> [What you need to do] Please reproduce the data below exactly, from the first line through the line containing "VALUES ($1, $2, $2)", and leave every later line out.

> [Data to use]
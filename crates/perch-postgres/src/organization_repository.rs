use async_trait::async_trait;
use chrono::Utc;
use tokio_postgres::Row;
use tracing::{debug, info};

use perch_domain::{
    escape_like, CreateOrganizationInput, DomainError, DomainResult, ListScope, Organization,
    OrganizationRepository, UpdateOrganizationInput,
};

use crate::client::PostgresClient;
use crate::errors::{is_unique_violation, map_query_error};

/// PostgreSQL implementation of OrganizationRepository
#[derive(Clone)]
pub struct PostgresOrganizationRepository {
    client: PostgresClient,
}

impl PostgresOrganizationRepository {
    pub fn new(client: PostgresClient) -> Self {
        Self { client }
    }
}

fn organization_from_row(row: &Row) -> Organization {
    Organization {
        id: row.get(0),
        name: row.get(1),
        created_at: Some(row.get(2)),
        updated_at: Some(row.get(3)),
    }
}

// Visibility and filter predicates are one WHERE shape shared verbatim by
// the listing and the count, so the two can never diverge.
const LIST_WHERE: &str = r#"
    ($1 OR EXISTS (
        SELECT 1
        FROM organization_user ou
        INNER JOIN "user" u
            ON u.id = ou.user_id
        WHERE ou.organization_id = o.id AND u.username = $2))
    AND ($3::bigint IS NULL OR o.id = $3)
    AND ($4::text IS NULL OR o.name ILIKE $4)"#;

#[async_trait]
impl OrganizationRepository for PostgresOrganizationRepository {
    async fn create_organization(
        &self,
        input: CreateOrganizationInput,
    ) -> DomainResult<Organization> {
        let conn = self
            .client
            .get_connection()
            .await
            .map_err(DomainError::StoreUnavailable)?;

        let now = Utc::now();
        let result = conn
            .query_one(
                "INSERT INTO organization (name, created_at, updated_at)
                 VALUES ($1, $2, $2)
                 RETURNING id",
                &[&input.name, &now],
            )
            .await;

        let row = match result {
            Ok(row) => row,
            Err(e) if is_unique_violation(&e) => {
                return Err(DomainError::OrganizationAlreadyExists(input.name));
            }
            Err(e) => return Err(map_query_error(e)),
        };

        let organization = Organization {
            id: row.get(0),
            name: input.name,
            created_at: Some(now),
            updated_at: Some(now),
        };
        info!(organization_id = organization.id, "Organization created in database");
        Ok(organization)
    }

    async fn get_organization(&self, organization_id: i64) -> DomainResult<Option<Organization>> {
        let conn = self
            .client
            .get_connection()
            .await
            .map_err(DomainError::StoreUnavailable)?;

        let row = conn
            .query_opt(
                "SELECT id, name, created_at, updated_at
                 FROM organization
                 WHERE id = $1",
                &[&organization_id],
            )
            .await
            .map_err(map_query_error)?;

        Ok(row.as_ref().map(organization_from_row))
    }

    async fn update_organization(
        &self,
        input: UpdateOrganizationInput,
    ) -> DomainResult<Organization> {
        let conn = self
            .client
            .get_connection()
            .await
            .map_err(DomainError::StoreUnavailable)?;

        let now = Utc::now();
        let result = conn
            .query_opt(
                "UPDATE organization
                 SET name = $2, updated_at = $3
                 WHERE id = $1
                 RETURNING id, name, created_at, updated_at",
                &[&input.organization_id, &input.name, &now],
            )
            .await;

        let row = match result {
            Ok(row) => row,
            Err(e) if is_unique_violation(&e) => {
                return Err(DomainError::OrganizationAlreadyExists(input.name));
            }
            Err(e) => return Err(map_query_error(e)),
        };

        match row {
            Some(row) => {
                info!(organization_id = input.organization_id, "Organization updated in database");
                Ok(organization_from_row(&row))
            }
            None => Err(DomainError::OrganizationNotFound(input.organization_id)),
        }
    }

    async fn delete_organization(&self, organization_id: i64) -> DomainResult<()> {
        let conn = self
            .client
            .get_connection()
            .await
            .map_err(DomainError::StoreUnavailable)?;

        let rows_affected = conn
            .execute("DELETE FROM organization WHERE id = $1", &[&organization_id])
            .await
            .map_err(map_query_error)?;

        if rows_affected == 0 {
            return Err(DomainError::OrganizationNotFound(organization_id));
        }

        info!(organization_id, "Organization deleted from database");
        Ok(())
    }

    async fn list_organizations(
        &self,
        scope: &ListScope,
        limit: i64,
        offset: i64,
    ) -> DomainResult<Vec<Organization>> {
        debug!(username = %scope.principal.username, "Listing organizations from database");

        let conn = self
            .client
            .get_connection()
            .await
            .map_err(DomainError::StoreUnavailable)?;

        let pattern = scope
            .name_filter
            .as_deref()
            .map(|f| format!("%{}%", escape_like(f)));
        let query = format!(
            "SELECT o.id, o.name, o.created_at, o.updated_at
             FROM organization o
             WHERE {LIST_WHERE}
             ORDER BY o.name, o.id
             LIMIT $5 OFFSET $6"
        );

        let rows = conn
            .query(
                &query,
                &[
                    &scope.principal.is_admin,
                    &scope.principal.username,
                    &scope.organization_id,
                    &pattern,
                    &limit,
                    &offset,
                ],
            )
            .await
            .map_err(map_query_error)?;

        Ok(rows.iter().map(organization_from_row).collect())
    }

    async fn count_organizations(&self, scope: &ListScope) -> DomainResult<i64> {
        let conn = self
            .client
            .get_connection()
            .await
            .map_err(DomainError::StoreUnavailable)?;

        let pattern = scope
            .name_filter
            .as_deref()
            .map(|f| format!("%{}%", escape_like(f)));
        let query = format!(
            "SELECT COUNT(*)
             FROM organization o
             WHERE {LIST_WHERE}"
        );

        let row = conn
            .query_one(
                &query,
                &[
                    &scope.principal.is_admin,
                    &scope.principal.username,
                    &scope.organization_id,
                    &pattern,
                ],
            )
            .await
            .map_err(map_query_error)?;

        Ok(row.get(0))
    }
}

> [Exercise answer]
filename crates/perch-postgres/src/organization_repository.rs
use async_trait::async_trait;
use chrono::Utc;
use tokio_postgres::Row;
use tracing::{debug, info};

use perch_domain::{
    escape_like, CreateOrganizationInput, DomainError, DomainResult, ListScope, Organization,
    OrganizationRepository, UpdateOrganizationInput,
};

use crate::client::PostgresClient;
use crate::errors::{is_unique_violation, map_query_error};

/// PostgreSQL implementation of OrganizationRepository
#[derive(Clone)]
pub struct PostgresOrganizationRepository {
    client: PostgresClient,
}

impl PostgresOrganizationRepository {
    pub fn new(client: PostgresClient) -> Self {
        Self { client }
    }
}

fn organization_from_row(row: &Row) -> Organization {
    Organization {
        id: row.get(0),
        name: row.get(1),
        created_at: Some(row.get(2)),
        updated_at: Some(row.get(3)),
    }
}

// Visibility and filter predicates are one WHERE shape shared verbatim by
// the listing and the count, so the two can never diverge.
const LIST_WHERE: &str = r#"
    ($1 OR EXISTS (
        SELECT 1
        FROM organization_user ou
        INNER JOIN "user" u
            ON u.id = ou.user_id
        WHERE ou.organization_id = o.id AND u.username = $2))
    AND ($3::bigint IS NULL OR o.id = $3)
    AND ($4::text IS NULL OR o.name ILIKE $4)"#;

#[async_trait]
impl OrganizationRepository for PostgresOrganizationRepository {
    async fn create_organization(
        &self,
        input: CreateOrganizationInput,
    ) -> DomainResult<Organization> {
        let conn = self
            .client
            .get_connection()
            .await
            .map_err(DomainError::StoreUnavailable)?;

        let now = Utc::now();
        let result = conn
            .query_one(
                "INSERT INTO organization (name, created_at, updated_at)
                 VALUES ($1, $2, $2)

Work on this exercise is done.